BEGIN Provided data

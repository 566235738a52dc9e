//! Integration tests
//!
//! `router_tests` run in-process without a database. `repository_tests`
//! need Docker (testcontainers) and `api_tests` need a running server;
//! both are ignored by default: `cargo test -- --ignored`.

mod api_tests;
mod repository_tests;
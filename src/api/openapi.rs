//! OpenAPI documentation

use axum::Router;
use utoipa::{
    openapi::security::{ApiKey, ApiKeyValue, HttpAuthScheme, HttpBuilder, SecurityScheme},
    Modify, OpenApi,
};
use utoipa_swagger_ui::SwaggerUi;

use crate::api::{auth, books, health, libraries, loans};

#[derive(OpenApi)]
#[openapi(
    info(
        title = "MyBooks API",
        version = "1.0.0",
        description = "Personal library management REST API",
        license(name = "AGPL-3.0", url = "https://www.gnu.org/licenses/agpl-3.0.html")
    ),
    servers(
        (url = "/v1", description = "API v1")
    ),
    paths(
        // Health
        health::health_check,
        health::readiness_check,
        // Auth
        auth::signup,
        auth::signin,
        auth::signout,
        auth::forgot_password,
        auth::reset_password,
        auth::validate_token,
        // Books
        books::list_books,
        books::create_book,
        books::get_book,
        books::update_book,
        books::delete_book,
        books::mark_read,
        books::mark_unread,
        // Libraries
        libraries::list_libraries,
        libraries::create_library,
        libraries::get_library,
        libraries::update_library,
        libraries::delete_library,
        libraries::add_book,
        libraries::remove_book,
        // Loans
        loans::create_loan,
        loans::list_loans,
        loans::get_loan,
        loans::return_loan,
    ),
    components(
        schemas(
            // Auth
            crate::models::user::Credentials,
            crate::models::user::ForgotPassword,
            crate::models::user::ResetPassword,
            crate::models::user::UserInfo,
            auth::SignupResponse,
            auth::MessageResponse,
            auth::ValidateTokenResponse,
            // Books
            crate::models::book::Book,
            crate::models::book::CreateBook,
            crate::models::book::UpdateBook,
            // Libraries
            crate::models::library::Library,
            crate::models::library::LibraryDetails,
            crate::models::library::CreateLibrary,
            crate::models::library::UpdateLibrary,
            // Loans
            crate::models::loan::Loan,
            crate::models::loan::CreateLoan,
            // Health
            health::HealthResponse,
            // Errors
            crate::error::ErrorResponse,
        )
    ),
    tags(
        (name = "health", description = "Health check endpoints"),
        (name = "auth", description = "Authentication endpoints"),
        (name = "books", description = "Book management"),
        (name = "libraries", description = "Library management"),
        (name = "loans", description = "Loan management")
    ),
    modifiers(&SecurityAddon)
)]
pub struct ApiDoc;

/// Session cookie and bearer header schemes
struct SecurityAddon;

impl Modify for SecurityAddon {
    fn modify(&self, openapi: &mut utoipa::openapi::OpenApi) {
        if let Some(components) = openapi.components.as_mut() {
            components.add_security_scheme(
                "cookie_auth",
                SecurityScheme::ApiKey(ApiKey::Cookie(ApiKeyValue::new(super::AUTH_COOKIE))),
            );
            components.add_security_scheme(
                "bearer_auth",
                SecurityScheme::Http(
                    HttpBuilder::new()
                        .scheme(HttpAuthScheme::Bearer)
                        .bearer_format("JWT")
                        .build(),
                ),
            );
        }
    }
}

/// Create the OpenAPI documentation router
pub fn create_openapi_router() -> Router {
    Router::new().merge(SwaggerUi::new("/docs").url("/api-docs/openapi.json", ApiDoc::openapi()))
}
//! Loan management service

use chrono::Utc;
use uuid::Uuid;

use super::credentials::generate_id;
use crate::{
    error::{AppError, AppResult},
    models::loan::{CreateLoan, Loan, LoanFilters, LoanQuery},
    repository::Repository,
    validation::validate,
};

#[derive(Clone)]
pub struct LoansService {
    repository: Repository,
}

impl LoansService {
    pub fn new(repository: Repository) -> Self {
        Self { repository }
    }

    /// Lend one of the owner's books
    pub async fn create(&self, owner: Uuid, request: CreateLoan) -> AppResult<Loan> {
        validate(&request)?;
        let book_id = Uuid::parse_str(&request.book_id)
            .map_err(|_| AppError::Validation("book_id must be a valid UUIDv4".to_string()))?;

        let loan = request.into_loan(generate_id(), book_id, owner, Utc::now());
        self.repository.loans.create(&loan).await
    }

    pub async fn list(&self, owner: Uuid, query: LoanQuery) -> AppResult<Vec<Loan>> {
        let filters = LoanFilters::try_from(query)?;
        self.repository.loans.get_all(owner, &filters).await
    }

    pub async fn get(&self, owner: Uuid, id: Uuid) -> AppResult<Loan> {
        self.repository.loans.get_by_id(owner, id).await
    }

    pub async fn return_loan(&self, owner: Uuid, id: Uuid) -> AppResult<Loan> {
        self.repository.loans.return_loan(owner, id).await
    }
}
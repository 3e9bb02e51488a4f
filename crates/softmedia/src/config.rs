//! Platform configuration
//!
//! Plain serializable settings for the video and audio backends, loadable
//! from TOML or RON files. Defaults match the shipped platform: a 640x480
//! window and the `/dev/audio` sink.

use serde::{Deserialize, Serialize};
use std::path::{Path, PathBuf};

/// Window and display settings
#[derive(Debug, Clone, Serialize, Deserialize)]
pub struct VideoSettings {
    /// Title for windows created from this configuration
    pub title: String,
    /// Default window width in pixels
    pub width: u32,
    /// Default window height in pixels
    pub height: u32,
    /// Whether windows start fullscreen
    pub fullscreen: bool,
}

impl Default for VideoSettings {
    fn default() -> Self {
        Self {
            title: "softmedia".to_string(),
            width: 640,
            height: 480,
            fullscreen: false,
        }
    }
}

/// Audio sink settings
#[derive(Debug, Clone, Serialize, Deserialize)]
pub struct AudioSettings {
    /// Path of the character device the mix buffer is written to
    pub device: PathBuf,
}

impl Default for AudioSettings {
    fn default() -> Self {
        Self {
            device: PathBuf::from("/dev/audio"),
        }
    }
}

/// Top-level configuration for the platform layer
#[derive(Debug, Clone, Default, Serialize, Deserialize)]
pub struct PlatformConfig {
    /// Window and display settings
    pub video: VideoSettings,
    /// Audio sink settings
    pub audio: AudioSettings,
}

impl PlatformConfig {
    /// Create a configuration with defaults
    pub fn new() -> Self {
        Self::default()
    }

    /// Set the window title
    #[must_use]
    pub fn with_title(mut self, title: impl Into<String>) -> Self {
        self.video.title = title.into();
        self
    }

    /// Set the default window size
    #[must_use]
    pub fn with_window_size(mut self, width: u32, height: u32) -> Self {
        self.video.width = width;
        self.video.height = height;
        self
    }

    /// Set the audio sink path
    #[must_use]
    pub fn with_audio_device(mut self, device: impl Into<PathBuf>) -> Self {
        self.audio.device = device.into();
        self
    }
}

impl Config for PlatformConfig {}

/// Configuration trait with file loading support
pub trait Config: Serialize + for<'de> Deserialize<'de> + Default {
    /// Load configuration from a TOML or RON file
    ///
    /// # Errors
    /// Fails when the file cannot be read, does not parse, or has an
    /// extension other than `.toml` or `.ron`.
    fn load_from_file(path: impl AsRef<Path>) -> Result<Self, ConfigError> {
        let path = path.as_ref();
        let contents = std::fs::read_to_string(path).map_err(ConfigError::Io)?;

        match extension(path) {
            Some("toml") => {
                toml::from_str(&contents).map_err(|e| ConfigError::Parse(e.to_string()))
            }
            Some("ron") => ron::from_str(&contents).map_err(|e| ConfigError::Parse(e.to_string())),
            _ => Err(ConfigError::UnsupportedFormat(path.display().to_string())),
        }
    }

    /// Save configuration to a TOML or RON file
    ///
    /// # Errors
    /// Fails when serialization or the write fails, or on an unsupported
    /// extension.
    fn save_to_file(&self, path: impl AsRef<Path>) -> Result<(), ConfigError> {
        let path = path.as_ref();
        let contents = match extension(path) {
            Some("toml") => {
                toml::to_string_pretty(self).map_err(|e| ConfigError::Serialize(e.to_string()))?
            }
            Some("ron") => ron::ser::to_string_pretty(self, ron::ser::PrettyConfig::default())
                .map_err(|e| ConfigError::Serialize(e.to_string()))?,
            _ => return Err(ConfigError::UnsupportedFormat(path.display().to_string())),
        };

        std::fs::write(path, contents).map_err(ConfigError::Io)
    }
}

fn extension(path: &Path) -> Option<&str> {
    path.extension().and_then(|ext| ext.to_str())
}

/// Configuration errors
#[derive(thiserror::Error, Debug)]
pub enum ConfigError {
    /// IO error
    #[error("IO error: {0}")]
    Io(#[from] std::io::Error),

    /// Parse error
    #[error("Parse error: {0}")]
    Parse(String),

    /// Serialization error
    #[error("Serialization error: {0}")]
    Serialize(String),

    /// Unsupported format
    #[error("Unsupported format: {0}")]
    UnsupportedFormat(String),
}

#[cfg(test)]
mod tests {
    use super::*;

    #[test]
    fn test_defaults() {
        let config = PlatformConfig::default();
        assert_eq!(config.video.width, 640);
        assert_eq!(config.video.height, 480);
        assert!(!config.video.fullscreen);
        assert_eq!(config.audio.device, PathBuf::from("/dev/audio"));
    }

    #[test]
    fn test_toml_round_trip() {
        let path = std::env::temp_dir().join(format!("softmedia_config_{}.toml", std::process::id()));
        let config = PlatformConfig::new()
            .with_title("editor")
            .with_window_size(800, 600)
            .with_audio_device("/tmp/audio_sink");

        config.save_to_file(&path).unwrap();
        let loaded = PlatformConfig::load_from_file(&path).unwrap();
        std::fs::remove_file(&path).ok();

        assert_eq!(loaded.video.title, "editor");
        assert_eq!(loaded.video.width, 800);
        assert_eq!(loaded.video.height, 600);
        assert_eq!(loaded.audio.device, PathBuf::from("/tmp/audio_sink"));
    }

    #[test]
    fn test_unsupported_extension_rejected() {
        let err = PlatformConfig::default()
            .save_to_file("/tmp/softmedia_settings.yaml")
            .unwrap_err();
        assert!(matches!(err, ConfigError::UnsupportedFormat(_)));
    }
}
//! # Softmedia
//!
//! A software-rendered platform layer: toolkit windowing, translated input,
//! and character-device audio behind capability traits.
//!
//! ## Features
//!
//! - **Fixed-format framebuffers**: XRGB8888 CPU buffers blitted by damage rectangle
//! - **Generational window handles**: stale handles fail instead of aliasing
//! - **Total input translation**: every native key code maps, unknown ones included
//! - **Single-threaded event pump**: drains the toolkit without ever blocking
//! - **Character-device audio**: blocking S16LE stereo playback, one period at a time
//!
//! ## Quick Start
//!
//! ```rust,no_run
//! use softmedia::prelude::*;
//!
//! fn main() -> Result<(), Box<dyn std::error::Error>> {
//!     softmedia::foundation::logging::init();
//!
//!     let mut video = VideoContext::new(Box::new(LoopbackToolkit::new()));
//!     video.init()?;
//!
//!     let window = video.create_window(&WindowOptions::new("demo", 640, 480))?;
//!     video.show_window(window)?;
//!     video.create_framebuffer(window)?;
//!
//!     video.framebuffer_mut(window)?.fill(0x00ff_8800);
//!     video.update_framebuffer(window, &[Rect::new(0, 0, 640, 480)])?;
//!
//!     loop {
//!         video.pump_events();
//!         while let Some(event) = video.poll_event() {
//!             if event == Event::Quit {
//!                 video.destroy_window(window)?;
//!                 return Ok(());
//!             }
//!         }
//!     }
//! }
//! ```

#![warn(missing_docs)]
#![warn(clippy::all, clippy::pedantic, clippy::nursery)]
#![allow(clippy::module_name_repetitions, clippy::similar_names, clippy::too_many_arguments)]

pub mod audio;
pub mod config;
pub mod events;
pub mod foundation;
pub mod input;
pub mod toolkit;
pub mod video;

/// Common imports for platform layer users
pub mod prelude {
    pub use crate::{
        audio::{
            AudioBackend, AudioError, AudioResult, AudioSpec, CharDeviceSink, Direction,
            SampleFormat,
        },
        config::{AudioSettings, Config, ConfigError, PlatformConfig, VideoSettings},
        events::{Event, EventQueue},
        foundation::geometry::{Point, Rect, Size},
        input::{KeySym, Keycode, Modifiers, MouseButton, NativeKey, Scancode},
        toolkit::{LoopbackToolkit, NativeWindow, Toolkit, ToolkitEvent, WindowOptions},
        video::{
            DisplayMode, FramebufferInfo, PixelFormat, VideoBackend, VideoContext, VideoError,
            VideoResult, WindowFramebuffer, WindowId, WindowState,
        },
    };
}
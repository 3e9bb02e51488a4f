//! Gradient demo application
//!
//! Paints a scrolling color gradient into a software framebuffer and plays
//! a short tone, driving the whole platform layer end to end. Input comes
//! from a scripted loopback toolkit, so the demo runs headless.

use softmedia::prelude::*;
use std::path::Path;

const FRAMES: u32 = 120;
const TONE_PERIODS: u32 = 30;

pub struct GradientApp {
    video: VideoContext,
    window: WindowId,
}

impl GradientApp {
    pub fn new(config: &PlatformConfig) -> Result<Self, Box<dyn std::error::Error>> {
        log::info!("Creating gradient demo application...");
        let mut video = VideoContext::new(Box::new(LoopbackToolkit::new()));
        video.init()?;

        log::info!("Creating window...");
        let mut options = WindowOptions::new(
            config.video.title.clone(),
            config.video.width,
            config.video.height,
        );
        options.fullscreen = config.video.fullscreen;
        let window = video.create_window(&options)?;
        video.show_window(window)?;
        video.pump_events();
        video.create_framebuffer(window)?;
        log::info!("Window and framebuffer ready");

        Ok(Self { video, window })
    }

    /// Queue a handful of toolkit events so the drain loop has work to do
    fn script_input(&mut self) -> Result<(), Box<dyn std::error::Error>> {
        let native = self.video.native_window(self.window)?;
        if let Some(toolkit) = self
            .video
            .toolkit_mut()
            .as_any_mut()
            .downcast_mut::<LoopbackToolkit>()
        {
            toolkit.push_event(ToolkitEvent::Entered { window: native });
            toolkit.push_event(ToolkitEvent::MouseMoved {
                window: native,
                x: 320,
                y: 240,
            });
            toolkit.push_event(ToolkitEvent::MouseButton {
                window: native,
                button: MouseButton::Left,
                pressed: true,
                x: 320,
                y: 240,
            });
            toolkit.push_event(ToolkitEvent::Key {
                window: native,
                key: NativeKey(69),
                modifiers: Modifiers::empty(),
                pressed: true,
            });
        }
        Ok(())
    }

    pub fn run(&mut self, audio_device: &Path) -> Result<(), Box<dyn std::error::Error>> {
        self.script_input()?;
        play_tone(audio_device);

        for frame in 0..FRAMES {
            let size = self.video.window_size(self.window)?;
            self.paint(frame)?;
            self.video
                .update_framebuffer(self.window, &[Rect::from_size(size)])?;

            while let Some(event) = self.video.poll_event() {
                match event {
                    Event::Quit => {
                        log::info!("Quit requested");
                        self.video.destroy_window(self.window)?;
                        return Ok(());
                    }
                    Event::Key {
                        sym,
                        pressed: true,
                        ..
                    } if sym.keycode == Keycode::Escape => {
                        log::info!("Escape pressed");
                        self.video.destroy_window(self.window)?;
                        return Ok(());
                    }
                    Event::Key {
                        sym,
                        pressed: true,
                        ..
                    } => {
                        log::info!("Key pressed: {:?}", sym.keycode);
                    }
                    Event::MouseButton {
                        x, y, pressed: true, ..
                    } => {
                        log::info!("Click at ({x}, {y})");
                    }
                    _ => {}
                }
            }
        }

        self.video.destroy_window(self.window)?;
        log::info!("Gradient demo completed");
        Ok(())
    }

    fn paint(&mut self, frame: u32) -> Result<(), Box<dyn std::error::Error>> {
        let size = self.video.window_size(self.window)?;
        let framebuffer = self.video.framebuffer_mut(self.window)?;
        for y in 0..size.height {
            for x in 0..size.width {
                let red = x * 255 / size.width.max(1);
                let green = y * 255 / size.height.max(1);
                let blue = (frame * 2) % 256;
                framebuffer.set_pixel(x, y, (red << 16) | (green << 8) | blue);
            }
        }
        Ok(())
    }
}

/// Write a short 440 Hz tone, skipping audio when no device is available
fn play_tone(device: &Path) {
    let mut sink = CharDeviceSink::new(device);
    let spec = match sink.open(&AudioSpec::NATIVE, Direction::Playback) {
        Ok(spec) => spec,
        Err(err) => {
            log::warn!("audio unavailable: {err}");
            return;
        }
    };

    let mut phase = 0.0_f32;
    let step = 440.0 * std::f32::consts::TAU / spec.frequency as f32;
    for _ in 0..TONE_PERIODS {
        match sink.mix_samples_mut() {
            Ok(samples) => {
                for frame in samples.chunks_mut(spec.channels as usize) {
                    let value = (phase.sin() * 12_000.0) as i16;
                    for sample in frame {
                        *sample = value;
                    }
                    phase += step;
                }
            }
            Err(err) => {
                log::warn!("mix buffer unavailable: {err}");
                return;
            }
        }
        if let Err(err) = sink.play() {
            log::warn!("audio write failed: {err}");
            return;
        }
    }
    sink.close();
    log::info!("Played {TONE_PERIODS} periods of a 440 Hz tone");
}

fn main() -> Result<(), Box<dyn std::error::Error>> {
    env_logger::Builder::from_default_env()
        .filter_level(log::LevelFilter::Info)
        .init();

    log::info!("Starting Softmedia Gradient Demo");

    let config = match PlatformConfig::load_from_file("gradient_app.toml") {
        Ok(config) => {
            log::info!("Loaded configuration from gradient_app.toml");
            config
        }
        Err(_) => PlatformConfig::default()
            .with_title("Softmedia - Gradient Demo")
            .with_window_size(640, 480),
    };

    let mut app = GradientApp::new(&config)?;
    app.run(&config.audio.device)?;

    log::info!("Gradient demo finished successfully");
    Ok(())
}
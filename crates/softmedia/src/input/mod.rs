//! Input types and native key translation
//!
//! The native toolkit reports keys as consecutive small-integer
//! identifiers. The [`keymap`] module owns the fixed tables translating
//! those identifiers into the generic scancode/keycode pair carried on key
//! events.

pub mod keymap;

pub use keymap::{scancode_keymap, translate, NativeKey, NATIVE_KEY_RANGE};

use bitflags::bitflags;

/// A generic, layout-independent identifier for a physical key
///
/// Keys the toolkit reports that have no physical-key identity of their own
/// (shifted symbols) translate to [`Scancode::Unknown`] while still
/// carrying a real [`Keycode`].
#[derive(Debug, Clone, Copy, PartialEq, Eq, Hash)]
pub enum Scancode {
    /// No physical key identity
    Unknown,
    /// Escape key
    Escape,
    /// Tab key
    Tab,
    /// Backspace key
    Backspace,
    /// Return key
    Return,
    /// Insert key
    Insert,
    /// Delete key
    Delete,
    /// Print Screen key
    PrintScreen,
    /// SysRq key
    SysRq,
    /// Home key
    Home,
    /// End key
    End,
    /// Left arrow
    Left,
    /// Up arrow
    Up,
    /// Right arrow
    Right,
    /// Down arrow
    Down,
    /// Page Up key
    PageUp,
    /// Page Down key
    PageDown,
    /// Left Shift key
    LeftShift,
    /// Right Shift key
    RightShift,
    /// Left Control key
    LeftCtrl,
    /// Left Alt key
    LeftAlt,
    /// Caps Lock key
    CapsLock,
    /// Num Lock key
    NumLock,
    /// Scroll Lock key
    ScrollLock,
    /// F1 key
    F1,
    /// F2 key
    F2,
    /// F3 key
    F3,
    /// F4 key
    F4,
    /// F5 key
    F5,
    /// F6 key
    F6,
    /// F7 key
    F7,
    /// F8 key
    F8,
    /// F9 key
    F9,
    /// F10 key
    F10,
    /// F11 key
    F11,
    /// F12 key
    F12,
    /// Space bar
    Space,
    /// Comma key
    Comma,
    /// Minus key
    Minus,
    /// Period key
    Period,
    /// Slash key
    Slash,
    /// Digit 0
    Num0,
    /// Digit 1
    Num1,
    /// Digit 2
    Num2,
    /// Digit 3
    Num3,
    /// Digit 4
    Num4,
    /// Digit 5
    Num5,
    /// Digit 6
    Num6,
    /// Digit 7
    Num7,
    /// Digit 8
    Num8,
    /// Digit 9
    Num9,
    /// Equals key
    Equals,
    /// A key
    A,
    /// B key
    B,
    /// C key
    C,
    /// D key
    D,
    /// E key
    E,
    /// F key
    F,
    /// G key
    G,
    /// H key
    H,
    /// I key
    I,
    /// J key
    J,
    /// K key
    K,
    /// L key
    L,
    /// M key
    M,
    /// N key
    N,
    /// O key
    O,
    /// P key
    P,
    /// Q key
    Q,
    /// R key
    R,
    /// S key
    S,
    /// T key
    T,
    /// U key
    U,
    /// V key
    V,
    /// W key
    W,
    /// X key
    X,
    /// Y key
    Y,
    /// Z key
    Z,
    /// Left bracket key
    LeftBracket,
    /// Right bracket key
    RightBracket,
    /// Backslash key
    Backslash,
}

impl Scancode {
    /// Number of scancode values, for scancode-indexed arrays
    pub const COUNT: usize = 81;

    /// Stable index of this scancode, in `0..Self::COUNT`
    pub const fn index(self) -> usize {
        self as usize
    }
}

/// A generic, layout-dependent symbolic identifier for a key's effect
///
/// Printable keys carry their character directly (lowercase for letters);
/// editing, navigation, modifier, and function keys have named variants.
#[derive(Debug, Clone, Copy, PartialEq, Eq, Hash)]
pub enum Keycode {
    /// No symbolic meaning assigned
    Unknown,
    /// A printable character, lowercase for letters
    Char(char),
    /// Escape key
    Escape,
    /// Tab key
    Tab,
    /// Backspace key
    Backspace,
    /// Return key
    Return,
    /// Insert key
    Insert,
    /// Delete key
    Delete,
    /// Print Screen key
    PrintScreen,
    /// SysRq key
    SysRq,
    /// Home key
    Home,
    /// End key
    End,
    /// Left arrow
    Left,
    /// Up arrow
    Up,
    /// Right arrow
    Right,
    /// Down arrow
    Down,
    /// Page Up key
    PageUp,
    /// Page Down key
    PageDown,
    /// Left Shift key
    LeftShift,
    /// Right Shift key
    RightShift,
    /// Left Control key
    LeftCtrl,
    /// Left Alt key
    LeftAlt,
    /// Caps Lock key
    CapsLock,
    /// Num Lock key
    NumLock,
    /// Scroll Lock key
    ScrollLock,
    /// F1 key
    F1,
    /// F2 key
    F2,
    /// F3 key
    F3,
    /// F4 key
    F4,
    /// F5 key
    F5,
    /// F6 key
    F6,
    /// F7 key
    F7,
    /// F8 key
    F8,
    /// F9 key
    F9,
    /// F10 key
    F10,
    /// F11 key
    F11,
    /// F12 key
    F12,
}

bitflags! {
    /// Modifier key state carried on key events
    #[derive(Debug, Clone, Copy, PartialEq, Eq, Hash, Default)]
    pub struct Modifiers: u8 {
        /// Either Shift key
        const SHIFT = 1 << 0;
        /// Either Control key
        const CTRL = 1 << 1;
        /// Either Alt key
        const ALT = 1 << 2;
        /// The Super (logo) key
        const SUPER = 1 << 3;
    }
}

/// Translated key identity delivered with key events
#[derive(Debug, Clone, Copy, PartialEq, Eq)]
pub struct KeySym {
    /// Physical key, [`Scancode::Unknown`] when the native key has none
    pub scancode: Scancode,
    /// Symbolic key, [`Keycode::Unknown`] when unassigned
    pub keycode: Keycode,
    /// Modifier state at the time of the event
    pub modifiers: Modifiers,
}

/// Mouse buttons
#[derive(Debug, Clone, Copy, PartialEq, Eq, Hash)]
pub enum MouseButton {
    /// Left mouse button
    Left,
    /// Right mouse button
    Right,
    /// Middle mouse button
    Middle,
}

END Provided data

◆ About this exercise ◆
Copy out every line of the data that includes "ApiKey".

◆ Answer space ◆
    openapi::security::{ApiKey, ApiKeyValue, HttpAuthScheme, HttpBuilder, SecurityScheme},
                SecurityScheme::ApiKey(ApiKey::Cookie(ApiKeyValue::new(super::AUTH_COOKIE))),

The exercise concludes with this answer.